Automatic Train Operation

AZD is also involved in Shift2Rail’s development of Automatic Train Operation (ATO). The line was due to host a test of ATO at Grade of Automation 2 (GoA2) this month, ahead of a presentation of the project at InnoTrans in September. However, this has since been delayed due to the Covid-19 pandemic, with the demonstration now expected to take place ahead of InnoTrans’ revised dates on April 27-30 2021. Nevertheless, the technology is installed and ready on the line, Kampík says, and work is ongoing with a goal of developing GoA3.

The ATO system aligns with the standards developed by the Unisig industrial consortium, which comprises AZD, Alstom, Bombardier, CAF, Hitachi Rail, MerMec, Siemens, and Thales as full members, while CM and Sirti are associate members.

New features were installed along the Cízkovice - Obrnice section of the line, including modern electronic GateSWing PZZ-J level crossings with LED warning lights and new telescopic barrier beams made of composite materials or aluminium.

As part of its level crossing development, AZD is involved in the C-Roads project, a Europe-wide programme to develop Cooperative Intelligent Transport Systems (C-ITS) to improve road safety. The system uses data from road vehicles to allow them to communicate with each other and the surrounding infrastructure.

The C-ITS systems will provide drivers with information on upcoming traffic and road conditions, helping to improve flow and prevent traffic jams and serious accidents. The technology will also be able to communicate with level crossings, alerting the driver that the barriers may be closing or that a train may be approaching.
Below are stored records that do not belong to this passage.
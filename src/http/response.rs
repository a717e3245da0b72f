use std::io::{ErrorKind, Read};

use crate::http::error::TransportError;

/// Longest status line accepted before giving up on the response.
const MAX_STATUS_LINE: usize = 8 * 1024;

/// Read the first line of an HTTP response, leaving the rest unread.
///
/// # Arguments
///
/// * `stream` - Anything that implements `Read`, plain or TLS.
///
/// # Returns
///
/// * `Result<Vec<u8>, TransportError>` - The status line without its line
///   terminator, or the reason nothing usable arrived.
pub fn read_status_line<R: Read>(stream: &mut R) -> Result<Vec<u8>, TransportError> {
    let mut line = Vec::with_capacity(256);
    let mut buffer = [0u8; 512];

    loop {
        match stream.read(&mut buffer) {
            Ok(0) => break,
            Ok(n) => {
                line.extend_from_slice(&buffer[..n]);
                if let Some(end) = line.iter().position(|&b| b == b'\n') {
                    line.truncate(end);
                    break;
                }
                if line.len() > MAX_STATUS_LINE {
                    return Err(TransportError::Malformed(format!(
                        "longer than {} bytes",
                        MAX_STATUS_LINE
                    )));
                }
            }
            Err(e) if e.kind() == ErrorKind::Interrupted => continue,
            Err(e) => return Err(TransportError::Read(e)),
        }
    }

    if line.is_empty() {
        return Err(TransportError::NoResponse);
    }
    if line.last() == Some(&b'\r') {
        line.pop();
    }

    Ok(line)
}

/// Parse the status code out of a status line.
///
/// This function accepts `HTTP/<version> <code>` optionally followed by a
/// reason phrase, where the code is exactly three digits.
///
/// # Arguments
///
/// * `line` - The status line as returned by [`read_status_line`].
///
/// # Returns
///
/// * `Result<u16, TransportError>` - The status code, or `Malformed` carrying
///   the offending line.
pub fn parse_status_line(line: &[u8]) -> Result<u16, TransportError> {
    let malformed = || TransportError::Malformed(String::from_utf8_lossy(line).into_owned());

    let text = std::str::from_utf8(line).map_err(|_| malformed())?;
    let mut parts = text.split_whitespace();

    match parts.next() {
        Some(version) if version.starts_with("HTTP/") => {}
        _ => return Err(malformed()),
    }

    let code = parts.next().ok_or_else(malformed)?;
    if code.len() != 3 || !code.bytes().all(|b| b.is_ascii_digit()) {
        return Err(malformed());
    }

    code.parse::<u16>().map_err(|_| malformed())
}
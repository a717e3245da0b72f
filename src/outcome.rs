use std::fmt;

use crate::config::{DOCS_URL, USAGE, VERSION};
use crate::http::TransportError;

/// Terminal result of one invocation: the line to print and the exit code.
#[derive(Debug, Clone, PartialEq, Eq)]
pub enum Outcome {
    Help,
    Version,
    Usage,
    /// The single argument is not an absolute URL with a host.
    Unparseable(String),
    /// A 2xx status code.
    Success(u16),
    /// Any other status code.
    Failure(u16),
    /// No status code could be obtained.
    Error(String),
}

/// Map a status code onto success or failure.
///
/// Only 2xx counts as success; redirects and informational codes are failures.
pub fn classify(status: u16) -> Outcome {
    if (200..300).contains(&status) {
        Outcome::Success(status)
    } else {
        Outcome::Failure(status)
    }
}

impl Outcome {
    /// Process exit code for this outcome.
    pub fn exit_code(&self) -> i32 {
        match self {
            Outcome::Help | Outcome::Version | Outcome::Success(_) => 0,
            Outcome::Failure(_) => 1,
            Outcome::Usage | Outcome::Unparseable(_) => 2,
            Outcome::Error(_) => 3,
        }
    }
}

impl From<TransportError> for Outcome {
    fn from(err: TransportError) -> Self {
        Outcome::Error(err.to_string())
    }
}

impl fmt::Display for Outcome {
    fn fmt(&self, f: &mut fmt::Formatter<'_>) -> fmt::Result {
        match self {
            Outcome::Help => write!(f, "docs: {}", DOCS_URL),
            Outcome::Version => write!(f, "version: {}", VERSION),
            Outcome::Usage => write!(f, "usage: {}", USAGE),
            Outcome::Unparseable(arg) => write!(f, "unparseable: {}", arg),
            Outcome::Success(code) => write!(f, "success: {}", code),
            Outcome::Failure(code) => write!(f, "failure: {}", code),
            Outcome::Error(reason) => write!(f, "error: {}", reason),
        }
    }
}
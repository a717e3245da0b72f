use tracing_subscriber::layer::SubscriberExt;
use tracing_subscriber::util::SubscriberInitExt;
use tracing_subscriber::{EnvFilter, Registry};

/// Install the diagnostic subscriber.
///
/// Stdout is reserved for the result line, so logs go to stderr and stay off
/// unless `RUST_LOG` asks for them.
pub fn init_logging() {
    let filter = EnvFilter::try_from_default_env().unwrap_or_else(|_| EnvFilter::new("off"));

    let installed = Registry::default()
        .with(filter)
        .with(tracing_subscriber::fmt::layer().with_writer(std::io::stderr))
        .try_init();

    // A subscriber installed earlier, e.g. by an embedding test, keeps receiving events.
    if let Err(err) = installed {
        tracing::debug!(%err, "keeping existing subscriber");
    }
}
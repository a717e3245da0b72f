use std::fmt;

use crate::config::VERSION;
use crate::http::url::Target;

/// Request methods the checker sends.
#[derive(Debug, Clone, Copy, PartialEq, Eq)]
pub enum Method {
    Head,
    Get,
}

impl Method {
    pub fn as_str(self) -> &'static str {
        match self {
            Method::Head => "HEAD",
            Method::Get => "GET",
        }
    }
}

impl fmt::Display for Method {
    fn fmt(&self, f: &mut fmt::Formatter<'_>) -> fmt::Result {
        f.write_str(self.as_str())
    }
}

/// Build a bodiless HTTP/1.1 request for the given target.
///
/// # Arguments
///
/// * `target` - The validated URL to request.
/// * `method` - `HEAD` for the first attempt, `GET` for the fallback.
///
/// # Returns
///
/// * `Vec<u8>` - The request bytes, ready to be written to the connection.
pub fn build(target: &Target, method: Method) -> Vec<u8> {
    let request = format!(
        "{} {} HTTP/1.1\r\nHost: {}\r\nUser-Agent: headcheck/{}\r\nAccept: */*\r\nConnection: close\r\n\r\n",
        method,
        target.request_target(),
        target.host_header(),
        VERSION
    );

    request.into_bytes()
}
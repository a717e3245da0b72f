pub mod client;
pub mod error;
pub mod request;
pub mod response;
pub mod url;

pub use client::fetch_status;
pub use error::TransportError;
pub use url::{Target, UrlError};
AZD is also installing and testing a number of new developments not usually seen along a small rural railway, including FieldSWing SNA-100 prototype signals designed for lines with operating speeds of more than 160km/h and alternative point machines.

Maintenance along the line will be streamlined through the use of fibre-optic cables and drones. A global diagnostic system, based at Trebívlice station, will continuously monitor and evaluate key parameters and all technical installations along the line. Using a system supplied by Frauscher, a fibre-optic cable is laid along the line, which uses rail defectoscopy to detect cracks or breaks in the rail by picking up the vibrations produced by the train passing by.

“We welcome all visitors who would like to see the line in operation and see the installations, it is open to all.”

Zdenek Chrdle

The goal is to create a system whereby the detection of a fault would trigger a drone, which would autonomously fly to the location to observe and photograph the affected rail.

The system has been tested successfully using pilots who fly the drone using GPS localisation. Autonomous flight is not yet possible due to legal restrictions. AZD is seeking a change in legislation to allow it to operate the drone autonomously over roads, but this process has been put on hold during the Covid-19 pandemic.

The system will also monitor level crossings, ETCS, public information systems, station lighting and other elements, along with the technical condition of culverts and bridges after smart sensors are installed.

The coronavirus pandemic has not affected the operation of the line itself, Kampík says, and the line continues to provide the full services prescribed under the contract with the Ústí nad Labem region.

Reopening of the line has helped to increase awareness of AZD’s brand among the general public. The company is also continuing the line’s heritage. The plum trees which gave the line its name have been replanted and their fruit is now used to produce AZD-branded Slivovice brandy. “We welcome all visitors who would like to see the line in operation and see the installations,” Chrdle says. “It is open to all.”